For all the changes the cloud is about to visit on the enterprise, many of the side-effects have yet to draw equal scrutiny.
One of these is how the vendor community is being shaken up by both the challenges and opportunities the cloud brings. But with each new evolution of the various cloud platforms that are taking shape, it's becoming clear that the old days of simple technology one-upmanship are over and that the cloud is creating new rivalries and new areas of cooperation.
This came into clearer focus this week with the launch of HP's new CloudSystem and Enterprise Cloud Services-Compute offerings, which aim to secure the inner workings of organizations' internal cloud infrastructure and tie it to the public services that HP is building.

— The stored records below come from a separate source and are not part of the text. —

//! Output types: the JSON artifact rows and the run summary.

use crate::model::RefinedTable;
use serde::{Deserialize, Serialize};

/// One table of the `tables.json` artifact.
///
/// Every row is a list of cell strings in column order; cells without text
/// are rendered as `""`.
#[derive(Debug, Clone, PartialEq, Eq, Serialize, Deserialize)]
pub struct TableJson {
    pub table_id: usize,
    /// 1-based page the table starts on.
    pub page: usize,
    pub headers: Vec<Vec<String>>,
    pub rows: Vec<Vec<String>>,
}

/// Counters and timings for one extraction run.
#[derive(Debug, Clone, Default, PartialEq, Serialize, Deserialize)]
pub struct ExtractionSummary {
    /// Pages in the source document.
    pub total_pages: usize,
    /// Pages rasterised and sent through the detectors.
    pub processed_pages: usize,
    /// Table fragments detected before stitching.
    pub fragments: usize,
    /// Fragments the stitcher skipped for bad geometry.
    pub skipped_fragments: usize,
    /// Logical tables emitted.
    pub tables: usize,
    /// Pages whose OCR result was dropped (1-based, ascending).
    pub dropped_ocr_pages: Vec<usize>,
    /// Page at which OCR left accelerated mode, if it did.
    pub ocr_degraded_at: Option<usize>,
    pub refined_tables: usize,
    /// Tables that fell back to their unrefined form.
    pub unrefined_tables: usize,
    /// Tables that were not sent for refinement at all.
    pub skipped_refinement: usize,
    pub rasterize_duration_ms: u64,
    pub layout_duration_ms: u64,
    pub structure_duration_ms: u64,
    pub ocr_duration_ms: u64,
    pub refine_duration_ms: u64,
    pub total_duration_ms: u64,
}

/// Everything a run produced.
#[derive(Debug, Clone, Serialize, Deserialize)]
pub struct ExtractionOutput {
    pub tables: Vec<TableJson>,
    /// Tables as they left the refiner, with their refinement outcome.
    pub refined: Vec<RefinedTable>,
    pub summary: ExtractionSummary,
}

/// Basic facts about an input document, obtained without running any model.
#[derive(Debug, Clone, PartialEq, Eq, Serialize, Deserialize)]
pub struct DocumentInfo {
    pub kind: DocumentKind,
    pub page_count: usize,
}

/// Format of the input document.
#[derive(Debug, Clone, Copy, PartialEq, Eq, Serialize, Deserialize)]
pub enum DocumentKind {
    Pdf,
    Image,
}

With CloudSystem, users gain an integrated set of BladeSystem servers, along with storage, switches, management and virtualization-everything needed to quickly set up a private cloud. On that level, HP is still fighting the classic battle with other top platform providers: IBM, EMC, Cisco and Oracle. But with the new services offering, the company is targeting the growing number of cloud providers led by Google and Amazon, and it's here that the company may find the going a little tougher. HP is not completely new to the services game, and it has made a good first impression with its 99.9 percent reliability guarantee, but it is treading on some unsteady ground against competitors that aren't exactly hurting for cash flow.

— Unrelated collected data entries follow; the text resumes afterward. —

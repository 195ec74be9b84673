// ── omem Atoms: Engine Configuration ────────────────────────────────────────
//
// One validated struct holding every engine option. `validate()` mutates in
// place: fills derived defaults, normalizes the multi-view weights to sum to
// 1.0, and rejects impossible values. Ablation presets are factory variants
// on the same struct.

use serde::{Deserialize, Serialize};

use crate::atoms::error::{MemoryError, MemoryResult};

#[derive(Debug, Clone, Serialize, Deserialize)]
#[serde(default)]
pub struct EngineConfig {
    // ── Storage ──
    /// Path to the embedded database file. `:memory:` is allowed.
    pub db_path: String,
    /// Dense-view dimension; must match the embedder across one run.
    pub embedding_dim: usize,
    /// Create the FTS5 index and use BM25 for lexical search.
    /// When off, lexical search uses the simple substring scorer.
    pub enable_fts: bool,

    // ── Atomic encoder ──
    pub enable_atomic_encoder: bool,
    /// Cap on facts extracted from one turn batch.
    pub max_facts_per_turn: usize,
    /// Extracted facts below this importance are dropped.
    /// The synthetic fallback fact is exempt.
    pub min_fact_importance: f32,

    // ── Multi-view indexer ──
    pub max_keywords_per_fact: usize,

    // ── Entity graph ──
    pub enable_graph: bool,
    /// Neighbor expansion depth for graph scoring. Values ≥ 3 are invalid.
    pub max_hops: usize,
    pub graph_boost_weight: f64,
    /// Fuzzy entity resolution by trigram similarity.
    pub entity_resolution: bool,
    pub similarity_threshold: f64,

    // ── Retrieval ──
    pub default_top_k: usize,
    pub max_top_k: usize,
    /// Dynamic-K slope; 0.0 pins retrieval depth at `default_top_k`.
    pub complexity_delta: f64,
    pub min_score: f64,
    /// Read-path token budget used when a request passes 0.
    pub max_context_tokens: usize,
    /// Multi-view fusion weights; normalized to sum to 1.0 in validation.
    pub semantic_weight: f64,
    pub lexical_weight: f64,
    pub symbolic_weight: f64,
    pub importance_weight: f64,
    pub recency_weight: f64,
    pub recency_half_life_hours: f64,
    pub access_frequency_weight: f64,

    // ── Rolling summary ──
    pub summary_enabled: bool,
    /// Run the refresh ticker in the background.
    pub summary_async: bool,
    pub summary_refresh_interval_secs: u64,
    /// Dirty gate: refresh is a no-op below this many pending facts.
    pub min_new_facts_for_update: usize,
    /// Prefer the incremental prompt when a summary already exists.
    pub incremental_update: bool,
    /// Window for full regeneration.
    pub summary_max_facts: usize,

    // ── Episodes ──
    pub enable_episodes: bool,
    pub session_timeout_secs: u64,
    pub max_episodes_in_cache: usize,
    pub track_entity_mentions: bool,
    pub summary_on_close: bool,

    // ── Pruning ──
    pub max_facts: usize,
    /// Prune is a no-op while the table holds at most this many rows.
    pub prune_threshold: usize,
    /// Obsolete facts kept on prune = `prune_keep_recent / 4`.
    pub prune_keep_recent: usize,

    // ── Worker pool ──
    pub worker_pool_size: usize,
    pub worker_queue_size: usize,
}

impl Default for EngineConfig {
    fn default() -> Self {
        EngineConfig {
            db_path: "omem.db".into(),
            embedding_dim: 384,
            enable_fts: true,

            enable_atomic_encoder: true,
            max_facts_per_turn: 10,
            min_fact_importance: 0.3,

            max_keywords_per_fact: 20,

            enable_graph: true,
            max_hops: 2,
            graph_boost_weight: 0.2,
            entity_resolution: true,
            similarity_threshold: 0.85,

            default_top_k: 5,
            max_top_k: 20,
            complexity_delta: 2.0,
            min_score: 0.3,
            max_context_tokens: 2048,
            semantic_weight: 0.5,
            lexical_weight: 0.3,
            symbolic_weight: 0.2,
            importance_weight: 0.15,
            recency_weight: 0.1,
            recency_half_life_hours: 168.0,
            access_frequency_weight: 0.05,

            summary_enabled: true,
            summary_async: true,
            summary_refresh_interval_secs: 300,
            min_new_facts_for_update: 5,
            incremental_update: true,
            summary_max_facts: 50,

            enable_episodes: true,
            session_timeout_secs: 1800,
            max_episodes_in_cache: 16,
            track_entity_mentions: true,
            summary_on_close: true,

            max_facts: 10_000,
            prune_threshold: 12_000,
            prune_keep_recent: 400,

            worker_pool_size: 0, // resolved to CPU count in validate()
            worker_queue_size: 100,
        }
    }
}

impl EngineConfig {
    /// Validate and normalize in place. Call before constructing the engine;
    /// `Engine::new` calls this itself.
    pub fn validate(&mut self) -> MemoryResult<()> {
        if self.db_path.trim().is_empty() {
            return Err(MemoryError::Config("db_path must not be empty".into()));
        }
        if self.embedding_dim == 0 {
            return Err(MemoryError::Config("embedding_dim must be > 0".into()));
        }
        if self.max_hops >= 3 {
            return Err(MemoryError::Config(format!(
                "max_hops must be < 3, got {}",
                self.max_hops
            )));
        }
        if self.default_top_k == 0 {
            return Err(MemoryError::Config("default_top_k must be > 0".into()));
        }
        if self.max_top_k < self.default_top_k {
            self.max_top_k = self.default_top_k;
        }
        if self.complexity_delta < 0.0 {
            return Err(MemoryError::Config("complexity_delta must be >= 0".into()));
        }
        if self.recency_half_life_hours <= 0.0 {
            return Err(MemoryError::Config(
                "recency_half_life_hours must be > 0".into(),
            ));
        }
        if self.prune_threshold < self.max_facts {
            return Err(MemoryError::Config(
                "prune_threshold must be >= max_facts".into(),
            ));
        }

        // Normalize the multi-view weights to sum to 1.0. A degenerate
        // all-zero triple falls back to the defaults.
        let sum = self.semantic_weight + self.lexical_weight + self.symbolic_weight;
        if sum.abs() < 1e-9 {
            self.semantic_weight = 0.5;
            self.lexical_weight = 0.3;
            self.symbolic_weight = 0.2;
        } else if (sum - 1.0).abs() > 1e-9 {
            self.semantic_weight /= sum;
            self.lexical_weight /= sum;
            self.symbolic_weight /= sum;
        }

        if self.worker_pool_size == 0 {
            self.worker_pool_size = num_cpus::get();
        }
        if self.worker_queue_size == 0 {
            self.worker_queue_size = 100;
        }

        Ok(())
    }

    // ── Ablation presets ────────────────────────────────────────────────────
    // Factory variants on the default struct, used by benchmark drivers to
    // measure what each subsystem contributes.

    /// Everything on (the default).
    pub fn full() -> Self {
        Self::default()
    }

    /// Raw turns go straight to storage; no coreference, anchoring, or
    /// fact extraction.
    pub fn no_atomic_encoder() -> Self {
        EngineConfig {
            enable_atomic_encoder: false,
            ..Self::default()
        }
    }

    /// Dense vectors only: lexical and symbolic signals are zeroed and the
    /// graph is off.
    pub fn semantic_only() -> Self {
        EngineConfig {
            enable_fts: false,
            enable_graph: false,
            semantic_weight: 1.0,
            lexical_weight: 0.0,
            symbolic_weight: 0.0,
            ..Self::default()
        }
    }

    /// No entity graph, no graph boost.
    pub fn no_graph() -> Self {
        EngineConfig {
            enable_graph: false,
            graph_boost_weight: 0.0,
            ..Self::default()
        }
    }

    /// No rolling summary.
    pub fn no_summary() -> Self {
        EngineConfig {
            summary_enabled: false,
            summary_async: false,
            ..Self::default()
        }
    }

    /// Retrieval depth pinned at `default_top_k`.
    pub fn fixed_k() -> Self {
        EngineConfig {
            complexity_delta: 0.0,
            ..Self::default()
        }
    }

    /// No episode tracking.
    pub fn no_episodes() -> Self {
        EngineConfig {
            enable_episodes: false,
            ..Self::default()
        }
    }

    /// Bare store + retriever: every optional subsystem off.
    pub fn minimal() -> Self {
        EngineConfig {
            enable_atomic_encoder: false,
            enable_graph: false,
            graph_boost_weight: 0.0,
            summary_enabled: false,
            summary_async: false,
            enable_episodes: false,
            complexity_delta: 0.0,
            ..Self::default()
        }
    }
}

Of course, few can accuse HP of not having a clear-eyed view of the forces shaping market trends. Take the company's approach to data warehousing-an expensive proposition if ever there was one. So much so that it was difficult to justify continued development of the Neoview system, which HP wisely mothballed earlier this week in favor of a joint approach with Microsoft.

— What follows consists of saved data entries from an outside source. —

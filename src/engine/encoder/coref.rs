// ── Atomic Encoder: Coreference Resolution ──────────────────────────────────
//
// Rule-based pronoun replacement against the salience cache. Each pronoun
// class picks the highest-salience cache entry that fits:
//   he/him/his/himself       → gender = male
//   she/her/hers/herself     → gender = female
//   it/its/itself            → kind = thing
//   they/them/their/…        → is-singular = false
// Possessive forms gain `'s`. When the rewritten text degenerates into
// pathological repetition, the caller falls back to the LLM prompt.

use crate::atoms::types::EntityType;

use super::entities::{EntityCache, Gender};

/// Window size for the repetition check.
const REPETITION_WINDOW: usize = 10;

/// A token repeated this often inside one window flags the rewrite as
/// pathological.
const REPETITION_LIMIT: usize = 3;

#[derive(Debug, Clone, Copy, PartialEq)]
enum PronounClass {
    Male,
    Female,
    Thing,
    Plural,
}

/// Classify a lowercase token; the bool marks possessive forms.
fn classify_pronoun(token: &str) -> Option<(PronounClass, bool)> {
    match token {
        "he" | "him" | "himself" => Some((PronounClass::Male, false)),
        "his" => Some((PronounClass::Male, true)),
        "she" | "her" | "herself" => Some((PronounClass::Female, false)),
        "hers" => Some((PronounClass::Female, true)),
        "it" | "itself" => Some((PronounClass::Thing, false)),
        "its" => Some((PronounClass::Thing, true)),
        "they" | "them" | "themselves" => Some((PronounClass::Plural, false)),
        "their" | "theirs" => Some((PronounClass::Plural, true)),
        _ => None,
    }
}

/// Replace resolvable pronouns with concrete entity names. Unresolvable
/// pronouns are left in place.
pub fn resolve(text: &str, cache: &EntityCache) -> String {
    let mut out: Vec<String> = Vec::new();

    for raw in text.split_whitespace() {
        let (core, trailing) = split_trailing_punctuation(raw);
        let lower = core.to_lowercase();

        let replacement = classify_pronoun(&lower).and_then(|(class, possessive)| {
            let candidate = match class {
                PronounClass::Male => cache.best(|e| e.gender == Gender::Male),
                PronounClass::Female => cache.best(|e| e.gender == Gender::Female),
                PronounClass::Thing => cache.best(|e| e.kind == EntityType::Thing),
                PronounClass::Plural => cache.best(|e| !e.singular),
            };
            candidate.map(|e| {
                if possessive {
                    format!("{}'s", e.name)
                } else {
                    e.name.clone()
                }
            })
        });

        match replacement {
            Some(name) => out.push(format!("{name}{trailing}")),
            None => out.push(raw.to_string()),
        }
    }

    out.join(" ")
}

/// Detect pathological repetition: the same lowercased token appearing at
/// least `REPETITION_LIMIT` times within a `REPETITION_WINDOW`-word window.
pub fn is_pathological(text: &str) -> bool {
    let tokens: Vec<String> = text
        .split_whitespace()
        .map(|t| {
            t.trim_matches(|c: char| !c.is_alphanumeric() && c != '\'')
                .to_lowercase()
        })
        .filter(|t| !t.is_empty())
        .collect();

    if tokens.len() < REPETITION_LIMIT {
        return false;
    }

    for start in 0..tokens.len() {
        let end = (start + REPETITION_WINDOW).min(tokens.len());
        let window = &tokens[start..end];
        for token in window {
            if window.iter().filter(|t| *t == token).count() >= REPETITION_LIMIT {
                return true;
            }
        }
    }
    false
}

fn split_trailing_punctuation(raw: &str) -> (&str, &str) {
    let core_end = raw
        .char_indices()
        .rev()
        .find(|(_, c)| c.is_alphanumeric() || *c == '\'')
        .map(|(i, c)| i + c.len_utf8())
        .unwrap_or(0);
    raw.split_at(core_end)
}

#[cfg(test)]
mod tests {
    use super::super::entities::{EntityCache, Gender, Mention};
    use super::*;
    use crate::atoms::types::EntityType;
    use chrono::Utc;

    fn cache_with(entries: &[(&str, EntityType, Gender)]) -> EntityCache {
        let mut cache = EntityCache::default();
        for (name, kind, gender) in entries {
            cache.update(
                &Mention {
                    name: name.to_string(),
                    kind: *kind,
                    gender: *gender,
                },
                Utc::now(),
            );
        }
        cache
    }

    #[test]
    fn resolves_gendered_pronouns() {
        let cache = cache_with(&[("Sarah", EntityType::Person, Gender::Female)]);
        let out = resolve("She started a new job.", &cache);
        assert_eq!(out, "Sarah started a new job.");
    }

    #[test]
    fn possessive_gains_apostrophe_s() {
        let cache = cache_with(&[("Tom", EntityType::Person, Gender::Male)]);
        let out = resolve("I borrowed his ladder.", &cache);
        assert_eq!(out, "I borrowed Tom's ladder.");
    }

    #[test]
    fn picks_highest_salience_match() {
        let mut cache = cache_with(&[
            ("Sarah", EntityType::Person, Gender::Female),
            ("Emma", EntityType::Person, Gender::Female),
        ]);
        // Re-mention Emma to raise her salience.
        cache.update(
            &Mention {
                name: "Emma".into(),
                kind: EntityType::Person,
                gender: Gender::Female,
            },
            Utc::now(),
        );
        let out = resolve("She called back.", &cache);
        assert_eq!(out, "Emma called back.");
    }

    #[test]
    fn gender_mismatch_leaves_pronoun() {
        let cache = cache_with(&[("Sarah", EntityType::Person, Gender::Female)]);
        let out = resolve("He left early.", &cache);
        assert_eq!(out, "He left early.");
    }

    #[test]
    fn punctuation_preserved() {
        let cache = cache_with(&[("Sarah", EntityType::Person, Gender::Female)]);
        let out = resolve("Did you see her?", &cache);
        assert_eq!(out, "Did you see Sarah?");
    }

    #[test]
    fn repetition_detector_flags_tight_loops() {
        assert!(is_pathological("Sarah told Sarah that Sarah was late"));
        assert!(!is_pathological("Sarah told Emma that Nora was late"));
        assert!(!is_pathological(""));
    }

    #[test]
    fn repetition_outside_window_is_fine() {
        // Three mentions spread across more than ten words.
        let text = "Sarah met the team early and spoke briefly about goals \
                    then Sarah reviewed designs with everyone before lunch and \
                    later Sarah went home";
        assert!(!is_pathological(text));
    }
}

On a fundamental level, IT infrastructure will still be driven by processing power, capacity, throughput and other measures of physical prowess. But moving forward, overall productivity will be derived from vendors' ability to leverage their technological strengths both inside the data center and in the world at large.
It could be that the titans of old will continue to hold sway over enterprise development in the cloud, or someone new could come along with a completely unexpected game plan.